Como ya hemos apuntado, no todo nuestro universo lingüístico se reduce, gracias a Dios, al lenguaje de la ciencia y de la técnica, por más que los aparatos que aquellas generan nos vayan comiendo cada vez más terreno en nuestra vida cotidiana, individual y social. Cuenta el hombre, entre otros aspectos mencionados en el texto anterior, con la posibilidad de dirigirse a Dios, de hablar de Él y de hablarle también a Él.
Ahora bien, constatado el hecho —¡hay infinidad de libros religiosos!—, una pregunta sale a nuestro encuentro: el lenguaje que empleamos, tanto en la vida diaria como en el campo de las ciencias, implica siempre una referencia a una realidad, más o menos conocida por todos. Las palabras que decimos o escuchamos son siempre un signo cuyo significado nos pone en contacto con las cosas concretas. En cuanto convencional es un juego que se debe aprender, pero una vez que nos lo enseñan, el lenguaje nos sirve para identificar la realidad de lo que nos rodea o para convivir con los demás.
Pero, ¿qué sucede con el lenguaje religioso? La realidad divina, a la que toda expresión religiosa nos remite, queda fuera del alcance de nuestra visión, fuera de la experiencia de nuestros sentidos. Dios trasciende nuestro mundo y, por tanto, también el modo que tenemos de comunicarnos en él. Si ya es difícil transmitir con fidelidad el ámbito de nuestros sentimientos o el rico mundo de los valores, ¡cuánto más difícil resulta encerrar el misterio de Dios en nuestro lenguaje, por erudito y cultivado que se quiera! La misma Biblia no deja de afirmar que los pensamientos de Dios son inalcanzables, que sus designios resultan inescrutables, más allá de nuestros mismos planteamientos. Por otra parte, a Dios mismo, se nos dirá, nadie lo ha visto jamás, ni podría verlo y seguir viviendo.
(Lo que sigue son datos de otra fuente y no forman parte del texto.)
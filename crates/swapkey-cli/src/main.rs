//! `swapkey` — switch the active account of a running host application.
//!
//! # Usage
//!
//! ```text
//! swapkey add --email ada@example.com --name Ada --api-key sk-...
//! swapkey list
//! swapkey switch <profile-id>
//! swapkey --config ~/.config/swapkey/config.toml backup
//! ```

mod host;
mod profiles;
mod settings;

use std::{path::PathBuf, time::Duration};

use anyhow::{Context as _, bail};
use clap::{Parser, Subcommand};
use host::{CommandInjector, CommandLogout, CommandPatch, DeferredReload, ExternalCommand};
use profiles::FileProfileRepository;
use settings::{Settings, expand_tilde};
use swapkey_core::{
  host::ProfileRepository,
  profile::{CredentialProfile, NewProfile},
};
use swapkey_identity::{IdentityPersister, RetryPolicy};
use swapkey_store_sqlite::{KvStore, StoreValue};
use swapkey_switch::{Host, SwitchOrchestrator};
use tokio::sync::mpsc;
use tracing::level_filters::LevelFilter;
use tracing_subscriber::EnvFilter;

type Orchestrator = SwitchOrchestrator<CommandPatch, CommandLogout, CommandInjector, DeferredReload>;

// ─── CLI args ─────────────────────────────────────────────────────────────────

#[derive(Parser)]
#[command(author, version, about = "Switch between saved accounts of a host application")]
struct Cli {
  /// Path to the TOML configuration file.
  #[arg(short, long, default_value = "~/.config/swapkey/config.toml")]
  config: PathBuf,

  #[command(subcommand)]
  command: Cmd,
}

#[derive(Subcommand)]
enum Cmd {
  /// List saved profiles.
  List,

  /// Save a new profile.
  Add {
    #[arg(long)]
    email:         String,
    #[arg(long)]
    name:          String,
    #[arg(long, env = "SWAPKEY_NEW_API_KEY")]
    api_key:       String,
    #[arg(long)]
    server_url:    Option<String>,
    #[arg(long)]
    refresh_token: Option<String>,
    #[arg(long)]
    plan:          Option<String>,
  },

  /// Delete a profile and its secrets.
  Remove { id: String },

  /// Make a profile the active account.
  Switch { id: String },

  /// Copy the host state database next to itself.
  Backup,

  /// Show keys (and values) in the host state database.
  Inspect {
    /// SQL `LIKE` pattern.
    #[arg(default_value = "%")]
    pattern: String,
  },

  /// Regenerate machine identifiers without switching accounts.
  ResetIdentity,
}

// ─── Entry point ──────────────────────────────────────────────────────────────

#[tokio::main]
async fn main() -> anyhow::Result<()> {
  tracing_subscriber::fmt()
    .with_env_filter(
      EnvFilter::builder()
        .with_default_directive(LevelFilter::INFO.into())
        .from_env_lossy(),
    )
    .init();

  let cli = Cli::parse();
  let settings = Settings::load(&expand_tilde(&cli.config))?;
  let repo = FileProfileRepository::new(&settings.profiles_path, &settings.secrets_path);

  match cli.command {
    Cmd::List => list(&repo).await,
    Cmd::Add { email, name, api_key, server_url, refresh_token, plan } => {
      let profile = CredentialProfile::create(NewProfile {
        email,
        display_name: name,
        api_key,
        api_server_url: server_url,
        refresh_token,
        plan,
      });
      repo.save(&profile).await.context("saving profile")?;
      println!("{}", profile.id);
      Ok(())
    }
    Cmd::Remove { id } => {
      if !repo.remove(&id).await.context("removing profile")? {
        bail!("no profile with id {id}");
      }
      Ok(())
    }
    Cmd::Switch { id } => switch(&settings, &repo, &id).await,
    Cmd::Backup => {
      let store = KvStore::new(settings.paths()?.state_db);
      let path = store.backup().await.context("backup failed")?;
      println!("{}", path.display());
      Ok(())
    }
    Cmd::Inspect { pattern } => inspect(&settings, &pattern).await,
    Cmd::ResetIdentity => {
      let ids = orchestrator(&settings)?.reset_identity().await?;
      println!("{}", serde_json::to_string_pretty(&ids)?);
      Ok(())
    }
  }
}

fn orchestrator(settings: &Settings) -> anyhow::Result<Orchestrator> {
  let paths = settings.paths()?;
  let persister = IdentityPersister::at(&paths.storage_json).with_policy(RetryPolicy {
    attempts:   3,
    base_delay: Duration::from_millis(settings.retry_base_delay_ms),
  });
  let host = Host {
    patch:    CommandPatch(ExternalCommand::new("patch", settings.patch_command.clone())),
    logout:   CommandLogout(ExternalCommand::new("logout", settings.logout_command.clone())),
    injector: CommandInjector(ExternalCommand::new("inject", settings.inject_command.clone())),
    reload:   DeferredReload::new(ExternalCommand::new(
      "reload",
      settings.reload_command.clone(),
    )),
  };
  Ok(
    SwitchOrchestrator::new(KvStore::new(&paths.state_db), persister, host)
      .with_reload_delay(Duration::from_millis(settings.reload_delay_ms)),
  )
}

async fn list(repo: &FileProfileRepository) -> anyhow::Result<()> {
  let profiles = repo.list().await.context("listing profiles")?;
  if profiles.is_empty() {
    println!("no profiles saved");
  }
  for p in profiles {
    println!(
      "{}  {:<32} {:<20} {:<8} {}",
      p.id,
      p.email,
      p.display_name,
      p.plan,
      p.updated_at.format("%Y-%m-%d %H:%M")
    );
  }
  Ok(())
}

async fn switch(settings: &Settings, repo: &FileProfileRepository, id: &str) -> anyhow::Result<()> {
  let (tx, mut rx) = mpsc::unbounded_channel();
  let switcher = orchestrator(settings)?.with_observer(tx);

  let outcome = switcher.switch_profile(repo, id).await;
  switcher.host().reload.run_pending().await;

  rx.close();
  while let Ok(event) = rx.try_recv() {
    println!("{event}");
  }

  if outcome.needs_restart {
    println!("patch applied; the host is restarting, run the switch again afterwards");
    return Ok(());
  }
  match outcome.error {
    None if outcome.success => {
      println!("switched to {id}");
      Ok(())
    }
    error => bail!("switch failed: {}", error.unwrap_or_default()),
  }
}

async fn inspect(settings: &Settings, pattern: &str) -> anyhow::Result<()> {
  let store = KvStore::new(settings.paths()?.state_db);
  for key in store.keys(pattern).await {
    let shown = match store.read(&key).await {
      Some(StoreValue::Json(v)) => v.to_string(),
      Some(StoreValue::Text(s)) => s,
      Some(StoreValue::Bytes(b)) => format!("<{} bytes>", b.len()),
      None => "<unreadable>".to_owned(),
    };
    println!("{key} = {}", truncate(&shown, 120));
  }
  Ok(())
}

fn truncate(s: &str, max: usize) -> String {
  match s.char_indices().nth(max) {
    Some((i, _)) => format!("{}…", &s[..i]),
    None => s.to_owned(),
  }
}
Ante ello, dos posturas nos salen al encuentro: o nos callamos, porque nada podemos decir de Dios con sentido; o torpemente pensamos que cuanto de él decimos consiste en una penetración exacta de su divina realidad. Lo primero lleva al agnosticismo verbal o incluso intelectual; es la postura de quienes se detienen ante la insignificancia humana frente a la trascendencia divina y la pureza de su ser, la cual nos impide calificar a Dios según nuestra manera limitada de hablar. Lo segundo conduce a una especie de presunción dogmática, que puede desembocar en posturas fundamentalistas, si pensamos que cuanto de Dios decimos corresponde exactamente a su divina realidad.
Por eso conviene insistir una vez más: aunque nuestro conocimiento de Dios es muy limitado y el lenguaje en el que lo expresamos muy deficiente, ello no significa que cuanto enuncia sea absolutamente falso, ni que las suyas sean afirmaciones de naturaleza equívoca. Sin renunciar a la evidencia de nuestros límites, podemos conocer y nombrar a Dios a partir de lo que vemos, de las perfecciones que de Él se reflejan en el mundo creado e incluso en nosotros mismos. Este es el camino que la filosofía denomina analogía, y que se convierte en el camino que nos permite conocer y hablar de Dios, lejos de toda equivocidad y también de la univocidad: la primera nos separa de Dios irremediablemente (o nos condena a su ignorancia), la segunda nos lleva a… creernos dioses que dominan a Dios.